I still haven't read Naked Lunch. I'm beginning to wonder if I ever will. I started with Junky, and now I've turned to Queer. With the former I fell down Burroughs' rabbit-hole into the abyss of drug addiction; what was I going to find in the latter? I saw it on the bookshelf, picked it up, found in it the continuation of the story that sent shivers down my spine, the sequel to Junky. I remember reading that earlier book and feeling a sense of despair, a cold desperation; there was a rawness to his words that seemed to grate against my soul the way a fall on concrete might leave your hands scraped and bleeding.
The story trails off into nothingness (as memory serves), into, as Burroughs writes in the foreward to his sequel, a dead end; "Lee has reached the end of his line, an end implicit in the beginning." It felt incomplete, perhaps it was meant to, and I was surprised to find that the story continued on in another novel. I wasn't sure what I would find with Queer. We are back in Mexico City, Lee coming off the junk and into the inescapable longing for the young Allerton, who has not realized that he is the object of desire for this strange man who has somehow become his friend. The hunger, the longing for something unattainable - or is it? I have not yet finished the story - insinuates itself into the brain, shudders along the skin like a touch. Who needs drugs when there is love, or at least the hunger for someone else?
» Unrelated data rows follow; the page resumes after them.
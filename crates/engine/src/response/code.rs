#[derive(
    Debug,
    Clone,
    Copy,
    PartialEq,
    Eq,
    serde::Serialize,
    serde::Deserialize,
    strum::Display,
    strum::AsRefStr,
    strum::IntoStaticStr,
    strum::EnumIter,
)]
#[serde(rename_all = "SCREAMING_SNAKE_CASE")]
#[strum(serialize_all = "SCREAMING_SNAKE_CASE")]
#[non_exhaustive]
pub enum ErrorCode {
    // Operation preparation phases
    OperationParsingError,
    OperationValidationError,
    VariableError,
    // Runtime
    ResolverError,
    InternalServerError,
}
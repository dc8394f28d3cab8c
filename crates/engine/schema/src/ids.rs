/// Index of an object type inside a [`crate::CompiledSchema`].
#[derive(Debug, Clone, Copy, PartialEq, Eq, Hash, PartialOrd, Ord, serde::Serialize, serde::Deserialize)]
pub struct ObjectId(u32);

impl From<usize> for ObjectId {
    fn from(index: usize) -> Self {
        ObjectId(u32::try_from(index).unwrap_or(u32::MAX))
    }
}

impl From<ObjectId> for usize {
    fn from(id: ObjectId) -> Self {
        id.0 as usize
    }
}
//! Resolver engine.
//!
//! Fields of a schema are bound to [`remote::Remote`] expressions at build time. Those are
//! compiled once into steps by [`schema::StepGenerator`], and at query time the
//! [`EvaluationRuntime`] evaluates each step against the [`Context`] the executor threads
//! through the selection tree.

mod context;
mod engine;
mod execution;
mod response;
mod runtime;

pub use context::Context;
pub use engine::{Engine, Request};
pub use response::{ErrorCode, ErrorPath, ErrorPathSegment, GraphqlError, Location, Response};
pub use runtime::{EvalError, EvaluationRuntime};

pub use config::Config;
pub use remote::{Expression, Remote};
pub use schema::{
    ArgumentDefinition, CompileError, CompiledSchema, FieldDefinition, ObjectDefinition, SchemaDefinition,
    StepGenerator,
};
pub use value::{AbsentPolicy, Record, Value};
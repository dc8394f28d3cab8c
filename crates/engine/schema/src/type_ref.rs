use std::{fmt, str::FromStr};

use async_graphql_parser::types as ast;

/// Output or input type of a field, in GraphQL notation: `Int`, `[Bar]`, `[Bar!]!`.
#[derive(Debug, Clone, PartialEq, Eq, Hash, serde::Serialize, serde::Deserialize)]
pub struct TypeRef {
    pub base: BaseType,
    /// Non-null.
    pub required: bool,
}

#[derive(Debug, Clone, PartialEq, Eq, Hash, serde::Serialize, serde::Deserialize)]
pub enum BaseType {
    Named(String),
    List(Box<TypeRef>),
}

#[derive(Debug, Clone, PartialEq, Eq, thiserror::Error)]
#[error("'{0}' is not a valid type reference")]
pub struct TypeRefError(pub String);

impl TypeRef {
    pub fn named(name: impl Into<String>) -> Self {
        TypeRef {
            base: BaseType::Named(name.into()),
            required: false,
        }
    }

    pub fn list(item: TypeRef) -> Self {
        TypeRef {
            base: BaseType::List(Box::new(item)),
            required: false,
        }
    }

    #[must_use]
    pub fn non_null(self) -> Self {
        TypeRef { required: true, ..self }
    }

    /// Name of the innermost named type.
    pub fn named_type(&self) -> &str {
        match &self.base {
            BaseType::Named(name) => name,
            BaseType::List(item) => item.named_type(),
        }
    }

    pub fn is_list(&self) -> bool {
        matches!(self.base, BaseType::List(_))
    }
}

impl FromStr for TypeRef {
    type Err = TypeRefError;

    fn from_str(s: &str) -> Result<Self, Self::Err> {
        ast::Type::new(s.trim())
            .map(TypeRef::from)
            .ok_or_else(|| TypeRefError(s.to_owned()))
    }
}

impl From<ast::Type> for TypeRef {
    fn from(ty: ast::Type) -> Self {
        let base = match ty.base {
            ast::BaseType::Named(name) => BaseType::Named(name.to_string()),
            ast::BaseType::List(item) => BaseType::List(Box::new(TypeRef::from(*item))),
        };
        TypeRef {
            base,
            required: !ty.nullable,
        }
    }
}

impl fmt::Display for TypeRef {
    fn fmt(&self, f: &mut fmt::Formatter<'_>) -> fmt::Result {
        match &self.base {
            BaseType::Named(name) => f.write_str(name)?,
            BaseType::List(item) => write!(f, "[{item}]")?,
        }
        if self.required {
            f.write_str("!")?;
        }
        Ok(())
    }
}

#[cfg(test)]
mod tests {
    use pretty_assertions::assert_eq;
    use rstest::rstest;

    use super::*;

    #[rstest]
    #[case("Int")]
    #[case("Int!")]
    #[case("[Bar]")]
    #[case("[Bar!]!")]
    #[case("[[Float]!]")]
    fn parse_and_display(#[case] source: &str) {
        assert_eq!(source.parse::<TypeRef>().unwrap().to_string(), source);
    }

    #[test]
    fn structure() {
        let ty: TypeRef = "[Bar!]!".parse().unwrap();
        assert_eq!(ty, TypeRef::list(TypeRef::named("Bar").non_null()).non_null());
        assert_eq!(ty.named_type(), "Bar");
        assert!(ty.is_list());
    }

    #[test]
    fn invalid() {
        assert_eq!("[Bar".parse::<TypeRef>(), Err(TypeRefError("[Bar".into())));
    }
}
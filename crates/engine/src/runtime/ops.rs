use std::cmp::Ordering;

use remote::{BinaryOp, UnaryOp};
use value::Value;

use super::EvalError;

/// Operands are compared and computed on once their present optional layers are peeled.
pub(super) fn binary(op: BinaryOp, left: Value, right: Value) -> Result<Value, EvalError> {
    let left = peel(left);
    let right = peel(right);

    match op {
        BinaryOp::Equal => return Ok(Value::Bool(left == right)),
        BinaryOp::NotEqual => return Ok(Value::Bool(left != right)),
        _ if op.is_comparison() => return compare(op, &left, &right),
        _ => {}
    }

    match (op, left, right) {
        (BinaryOp::And, Value::Bool(l), Value::Bool(r)) => Ok(Value::Bool(l && r)),
        (BinaryOp::Or, Value::Bool(l), Value::Bool(r)) => Ok(Value::Bool(l || r)),
        (BinaryOp::Concat, Value::String(l), Value::String(r)) => Ok(Value::String(l + &r)),
        (op, Value::Int(l), Value::Int(r)) if is_arithmetic(op) => int_arithmetic(op, l, r).map(Value::Int),
        (op, Value::Float(l), Value::Float(r)) if is_arithmetic(op) => Ok(Value::Float(float_arithmetic(op, l, r))),
        (op, left, right) => Err(EvalError::type_mismatch(
            format_args!("{} {op} {}", left.kind(), right.kind()),
            expected_operands(op),
            right.kind(),
        )),
    }
}

pub(super) fn unary(op: UnaryOp, operand: Value) -> Result<Value, EvalError> {
    match (op, peel(operand)) {
        (UnaryOp::Neg, Value::Int(n)) => n
            .checked_neg()
            .map(Value::Int)
            .ok_or_else(|| EvalError::Arithmetic(format!("Integer overflow in -{n}"))),
        (UnaryOp::Neg, Value::Float(n)) => Ok(Value::Float(-n)),
        (UnaryOp::Not, Value::Bool(b)) => Ok(Value::Bool(!b)),
        (UnaryOp::Neg, operand) => Err(EvalError::type_mismatch(op, "Int or Float", operand.kind())),
        (UnaryOp::Not, operand) => Err(EvalError::type_mismatch(op, "Bool", operand.kind())),
    }
}

fn peel(value: Value) -> Value {
    match value {
        Value::Optional(Some(inner)) => peel(*inner),
        value => value,
    }
}

fn is_arithmetic(op: BinaryOp) -> bool {
    matches!(
        op,
        BinaryOp::Add | BinaryOp::Sub | BinaryOp::Mul | BinaryOp::Div | BinaryOp::Rem
    )
}

fn expected_operands(op: BinaryOp) -> &'static str {
    match op {
        BinaryOp::And | BinaryOp::Or => "two Bool",
        BinaryOp::Concat => "two String",
        _ => "two Int or two Float",
    }
}

fn int_arithmetic(op: BinaryOp, l: i64, r: i64) -> Result<i64, EvalError> {
    if matches!(op, BinaryOp::Div | BinaryOp::Rem) && r == 0 {
        return Err(EvalError::Arithmetic(format!("Division by zero in {l} {op} {r}")));
    }
    let result = match op {
        BinaryOp::Add => l.checked_add(r),
        BinaryOp::Sub => l.checked_sub(r),
        BinaryOp::Mul => l.checked_mul(r),
        BinaryOp::Div => l.checked_div(r),
        BinaryOp::Rem => l.checked_rem(r),
        _ => None,
    };
    result.ok_or_else(|| EvalError::Arithmetic(format!("Integer overflow in {l} {op} {r}")))
}

fn float_arithmetic(op: BinaryOp, l: f64, r: f64) -> f64 {
    match op {
        BinaryOp::Add => l + r,
        BinaryOp::Sub => l - r,
        BinaryOp::Mul => l * r,
        BinaryOp::Div => l / r,
        _ => l % r,
    }
}

/// Ordering only makes sense between values of the same kind.
fn compare(op: BinaryOp, left: &Value, right: &Value) -> Result<Value, EvalError> {
    if left.kind() != right.kind() {
        return Err(EvalError::type_mismatch(
            format_args!("{} {op} {}", left.kind(), right.kind()),
            left.kind(),
            right.kind(),
        ));
    }
    let ordering = left.cmp(right);
    let result = match op {
        BinaryOp::LessThan => ordering == Ordering::Less,
        BinaryOp::LessOrEqual => ordering != Ordering::Greater,
        BinaryOp::GreaterThan => ordering == Ordering::Greater,
        _ => ordering != Ordering::Less,
    };
    Ok(Value::Bool(result))
}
In Burroughs I found, as with the poetry of Allen Ginsberg, someone whose words shredded everything I believed into bits of confetti that I would have to put together into something new. The way he uses words, the way he describes the Mexico City of his wanderings, the way he describes Lee's feelings for Allerton, the easy way he slips through the pages as his characters slip through the city streets in search of drugs, drink, love...
to be continued...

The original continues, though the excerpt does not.